Anonimowymi listami i mailami o podobnej treści kołobrzeski sanepid jest dziś dosłownie zarzucany.

Kim są anonimowi donosiciele? - To często nadwrażliwi rodzice, którzy codziennie dzwonią do swoich pociech przebywających na nadmorskich koloniach. Wystarczy, że dziecko powie przez telefon, że jedzenie mu nie smakuje i już jest telefon, list, albo mail - mówi Lilia Bińczyk z kołobrzeskiego sanepidu. - To dla nas ogromny problem, bo choć nie mamy takiego obowiązku, sprawdzamy wszystkie informacje, które do nas docierają.
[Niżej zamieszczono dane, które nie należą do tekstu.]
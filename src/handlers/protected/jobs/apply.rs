// handlers/protected/jobs/apply.rs - PUT /api/v1/job/:id/apply handler

use axum::{
    body::Bytes,
    extract::{
        multipart::{MultipartError, MultipartRejection},
        Multipart, Path, State,
    },
    http::StatusCode,
    Extension,
};
use chrono::Utc;

use crate::database::DatabaseError;
use crate::error::ApiError;
use crate::handlers::parse_id;
use crate::middleware::{ApiResponse, ApiResult, AuthUser};
use crate::services::uploads::stored_name;
use crate::services::UploadError;
use crate::state::AppState;

/// Applies to a job with a resume sent as multipart field `file`.
///
/// Checks run in order: job exists, deadline not passed, not applied before,
/// file present with an allowed type and size. Responds with the stored file name.
pub async fn job_apply_put(
    State(state): State<AppState>,
    Path(id): Path<String>,
    Extension(AuthUser(user)): Extension<AuthUser>,
    multipart: Result<Multipart, MultipartRejection>,
) -> ApiResult<String> {
    let id = parse_id(&id)?;
    let job = state
        .jobs
        .find_by_id(id)
        .await?
        .ok_or_else(|| ApiError::not_found("Job not found"))?;

    if job.is_closed(Utc::now()) {
        return Err(ApiError::validation_error(
            "You cannot apply to this job, Last date has expired",
            None,
        ));
    }
    if state.jobs.has_applied(job.id, user.id).await? {
        return Err(ApiError::conflict("You have already applied to this job"));
    }

    let mut multipart = multipart.map_err(|_| UploadError::Missing)?;
    let (file_name, bytes) = read_file_field(&mut multipart).await?.ok_or(UploadError::Missing)?;
    let ext = state.resumes.validate(&file_name, bytes.len())?;

    let resume = stored_name(user.id, &user.name, job.id, ext);
    state.resumes.save(&resume, &bytes).await?;

    match state.jobs.add_application(job.id, user.id, &resume).await {
        Ok(_) => {}
        Err(DatabaseError::Duplicate(_)) => {
            // Lost a race with a concurrent apply; the winner owns the file now.
            return Err(ApiError::conflict("You have already applied to this job"));
        }
        Err(e) => {
            state.resumes.remove_detached(vec![resume]);
            return Err(e.into());
        }
    }

    tracing::info!("User {} applied to job {}", user.id, job.id);
    Ok(ApiResponse::success(resume).with_message("Applied to Job successfully"))
}

/// Name and contents of the `file` field, if the form has one
async fn read_file_field(multipart: &mut Multipart) -> Result<Option<(String, Bytes)>, ApiError> {
    while let Some(field) = multipart.next_field().await.map_err(multipart_error)? {
        if field.name() != Some("file") {
            continue;
        }
        let file_name = field.file_name().unwrap_or_default().to_string();
        let bytes = field.bytes().await.map_err(multipart_error)?;
        return Ok(Some((file_name, bytes)));
    }
    Ok(None)
}

fn multipart_error(err: MultipartError) -> ApiError {
    if err.status() == StatusCode::PAYLOAD_TOO_LARGE {
        UploadError::TooLarge.into()
    } else {
        ApiError::upload_rejected(err.body_text())
    }
}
Zdarza się, że niezadowolony wczasowicz, spodziewając się większego komfortu, dzwoni, aby powiadomić służby sanitarne, że warunki w pensjonacie są fatalne. Nierzadko także donoszą na siebie właściciele konkurencyjnych restauracji, czy barów.

- Wiadomo przecież, że od lat sanepid stanowi największy straszak na tych, którzy prowadzą gastronomię. A to największe świństwo zafundować komuś wizytę pracowników tej instytucji. Ale tak się dzisiaj próbuje zwalczać konkurencję. - mówi właściciel jednej z kołobrzeskich smażalni (nazwisko do wiadomości redakcji), który całkiem niedawno stał się ofiarą donosu. Rewelacje zawarte w anonimie nie potwierdziły się jednak.
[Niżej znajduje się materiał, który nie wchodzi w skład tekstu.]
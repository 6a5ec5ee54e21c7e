// handlers/public/jobs/list.rs - GET /api/v1/jobs handler

use axum::extract::{RawQuery, State};
use serde_json::Value;

use crate::filter::{ApiFilters, Filter, FilterRequest, JOBS};
use crate::middleware::{ApiResponse, ApiResult};
use crate::state::AppState;

/// Lists jobs through the full query-string pipeline:
/// `?jobType=Permanent&salary[gte]=50000&q=rust-dev&sort=-salary&fields=title&page=2&limit=5`
pub async fn jobs_get(State(state): State<AppState>, RawQuery(query): RawQuery) -> ApiResult<Vec<Value>> {
    let request = FilterRequest::parse(query.as_deref().unwrap_or_default());
    let filter = ApiFilters::new(Filter::new(&JOBS), &request)
        .filter()?
        .search_by_query()?
        .sort()?
        .limit_fields()?
        .paginate()
        .into_query();

    let jobs = state.jobs.select_any(&filter).await?;
    Ok(ApiResponse::results(jobs))
}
Jak mówią kierownicy sanepidu, nie potwierdza się ponad osiemdziesiąt procent informacji z anonimów. - A sprawdzanie ich zajmuje wiele czasu. Nie mamy go przez to za wiele na inne obowiązki - tłumaczy dalej Lilia Bińczyk.
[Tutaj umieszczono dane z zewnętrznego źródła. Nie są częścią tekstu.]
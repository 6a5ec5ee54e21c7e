// handlers/public/auth/password.rs - Password recovery
//
// POST /api/v1/password/forgot       - mail a one-time reset link
// POST /api/v1/password/reset/:token - set a new password with that link

use axum::{
    extract::{Host, Path, State},
    http::StatusCode,
    response::IntoResponse,
};
use axum_extra::extract::cookie::CookieJar;
use chrono::Utc;
use tracing::{info, warn};

use crate::auth::{
    password::{hash_password, hash_reset_token, ResetToken},
    session::token_response,
};
use crate::config;
use crate::database::models::user::{validate_password, ForgotPasswordRequest, ResetPasswordRequest};
use crate::error::ApiError;
use crate::middleware::{ApiResponse, ApiResult, SanitizedJson};
use crate::services::Email;
use crate::state::AppState;
use crate::validation::FieldErrors;

pub async fn forgot_password_post(
    State(state): State<AppState>,
    Host(host): Host,
    SanitizedJson(body): SanitizedJson<ForgotPasswordRequest>,
) -> ApiResult<()> {
    let email = body.email.as_deref().map(str::trim).unwrap_or_default();
    let user = state
        .users
        .find_by_email(email)
        .await?
        .ok_or_else(|| ApiError::not_found("User not found"))?;

    let reset = ResetToken::generate();
    state.users.set_reset_token(user.id, Some((&reset.hash, reset.expires_at))).await?;

    let reset_url = format!("{}://{}/api/v1/password/reset/{}", scheme(), host, reset.token);
    if let Err(e) = state.mailer.send(&Email::password_reset(&user.email, &reset_url)).await {
        warn!("Reset mail to user {} failed, clearing token", user.id);
        state.users.set_reset_token(user.id, None).await?;
        return Err(e.into());
    }

    info!("Password reset requested for user {}", user.id);
    Ok(ApiResponse::message(format!("Email sent successfully to {}", user.email)))
}

pub async fn reset_password_post(
    State(state): State<AppState>,
    Path(token): Path<String>,
    jar: CookieJar,
    SanitizedJson(body): SanitizedJson<ResetPasswordRequest>,
) -> Result<impl IntoResponse, ApiError> {
    let user = state
        .users
        .find_by_reset_token(&hash_reset_token(&token), Utc::now())
        .await?
        .ok_or_else(|| ApiError::validation_error("Reset password token is invalid", None))?;

    let mut errors = FieldErrors::new();
    let password = validate_password(&mut errors, "password", body.password.as_deref());
    errors.finish()?;
    let password = password.ok_or_else(|| ApiError::field_error("password", "Please enter password."))?;

    let password_hash = hash_password(password).await?;
    state.users.update_password(user.id, &password_hash).await?;

    info!("Password reset for user {}", user.id);
    token_response(jar, user.id, StatusCode::OK)
}

fn scheme() -> &'static str {
    if config::config().security.require_https {
        "https"
    } else {
        "http"
    }
}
W sanepidzie pracuje 12 osób. Od początku sezonu kołobrzeska instytucja otrzymała około 50 anonimów w postaci listów i maili. Telefony trudno zliczyć. - Nie można mówić oczywiście, że wszystkie informacje zgłaszane nam są nieprawdziwe. Jednak jeśli naprawdę się coś dzieje, to wystarczy napisać, podać konkrety, nazwę ośrodka, restauracji, adres i opisać co się dokładnie wydarzyło. Nieuczciwi przedsiębiorcy na pewno zostaną przez nas ukarani - kończy Lilia Bińczyk.

Dołącz do nas na Facebooku!

Publikujemy najciekawsze artykuły, wydarzenia i konkursy. Jesteśmy tam gdzie nasi czytelnicy!

Polub nas na Facebooku!

Kontakt z redakcją

Byłeś świadkiem ważnego zdarzenia? Widziałeś coś interesującego? Zrobiłeś ciekawe zdjęcie lub wideo?

Napisz do nas!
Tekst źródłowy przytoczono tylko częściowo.